During D.C.’s declared State of Public Health Emergency, several financial protections have been put in place, including some that severely limit, among other things, collection activities relating to consumer contracts, repossession, and legal actions on accounts. On September 1, Mayor Muriel Bowser signed the most recent pair of emergency and temporary legislation to land on her desk, B24-0347 and B24-0348. These bills include a number of provisions impacting collection activities that relate to both third-party debt collectors and creditors collecting their own debts. Since a permanent version of these bills, B24-0357, remains in the Council, the bills signed by the Mayor on September 1 only temporarily amend various provisions of D.C. 28-3814, D.C.’s collections statute.
Before diving into the bills signed last week and the legislation that preceded it, it is important to understand D.C.’s somewhat unique legislative process.

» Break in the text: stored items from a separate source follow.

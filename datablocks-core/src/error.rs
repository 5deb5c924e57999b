use thiserror::Error;

/// A glossary or resource record that does not match the record schema.
///
/// `index` is the record's position in the file it was read from.
#[derive(Debug, Error, Clone, PartialEq, Eq)]
pub enum SchemaError {
    /// A required key is absent
    #[error("entry {index}: missing required field `{field}`")]
    MissingField { index: usize, field: String },

    /// The entry is present but unusable
    #[error("entry {index}: {message}")]
    Invalid { index: usize, message: String },
}

impl SchemaError {
    pub fn invalid(index: usize, msg: impl Into<String>) -> Self {
        Self::Invalid {
            index,
            message: msg.into(),
        }
    }

    pub fn index(&self) -> usize {
        match self {
            Self::MissingField { index, .. } | Self::Invalid { index, .. } => *index,
        }
    }
}
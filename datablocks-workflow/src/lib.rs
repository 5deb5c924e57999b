//! Workflow construction over a materialized catalog.
//!
//! Every `tasks/<slug>/` folder contributes a depositor node and, once its
//! transform is no longer a stub, a transform node that depends on it. Nodes
//! carry absolute input and output paths taken from the scripts' declared
//! outputs (see [`outputs`]).

pub mod builder;
pub mod error;
pub mod outputs;
pub mod serialize;
pub mod task;

pub use builder::{DagOptions, DagReport, collect_tasks, update_dag, update_dag_with};
pub use error::{OutputParseError, TaskDefinitionError, WorkflowError};
pub use serialize::{AirscooterSerializer, WorkflowDescription, WorkflowSerializer, load_description};
pub use task::{TaskKind, TaskNode};
//! Persistent URI -> slug assignments (`root/.catalog-index.json`).
//!
//! Keeps a resource's folder stable across runs even when a later glossary
//! renames it. Slugs stay reserved after their folders are finalized away.

use std::collections::BTreeMap;

use crate::error::{CatalogError, StoreError};
use crate::layout::CatalogLayout;
use crate::slug::NameResolver;
use crate::store::write_json_atomic;

/// Seed a resolver from the index file, or start empty if there is none.
pub fn load_resolver(layout: &CatalogLayout) -> Result<NameResolver, CatalogError> {
    let path = layout.index_path();
    if !path.is_file() {
        return Ok(NameResolver::new());
    }
    let contents = std::fs::read_to_string(&path).map_err(|e| CatalogError::io(&path, e))?;
    let assignments: BTreeMap<String, String> =
        serde_json::from_str(&contents).map_err(|source| CatalogError::Json {
            path: path.display().to_string(),
            source,
        })?;
    Ok(NameResolver::with_assignments(assignments))
}

pub fn save_resolver(layout: &CatalogLayout, resolver: &NameResolver) -> Result<(), StoreError> {
    write_json_atomic(&layout.index_path(), resolver.assignments())
}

In the District, during a public emergency, the Mayor and the D.C. Council can quickly pass an emergency amendment. (Provided, of course, that the emergency amendment has at least majority support in the Council and is not vetoed by the Mayor.) These emergency amendments require no second reading nor do they go through the required 30-day Congressional review. Emergency amendments last for 90 days. Typically, an emergency amendment and a temporary amendment of the same name are introduced at the same time. Temporary amendments require two readings in the Council and, if passed by the Council, temporary amendments are sent to Congress for a 30-day Congressional review period. If the temporary amendment makes it through the review period, it is considered enacted and has a 225-day lifespan. (It is important to note that days in a Congressional review period are not calendar days or business days, but are instead days when both the Senate and the House are in session.)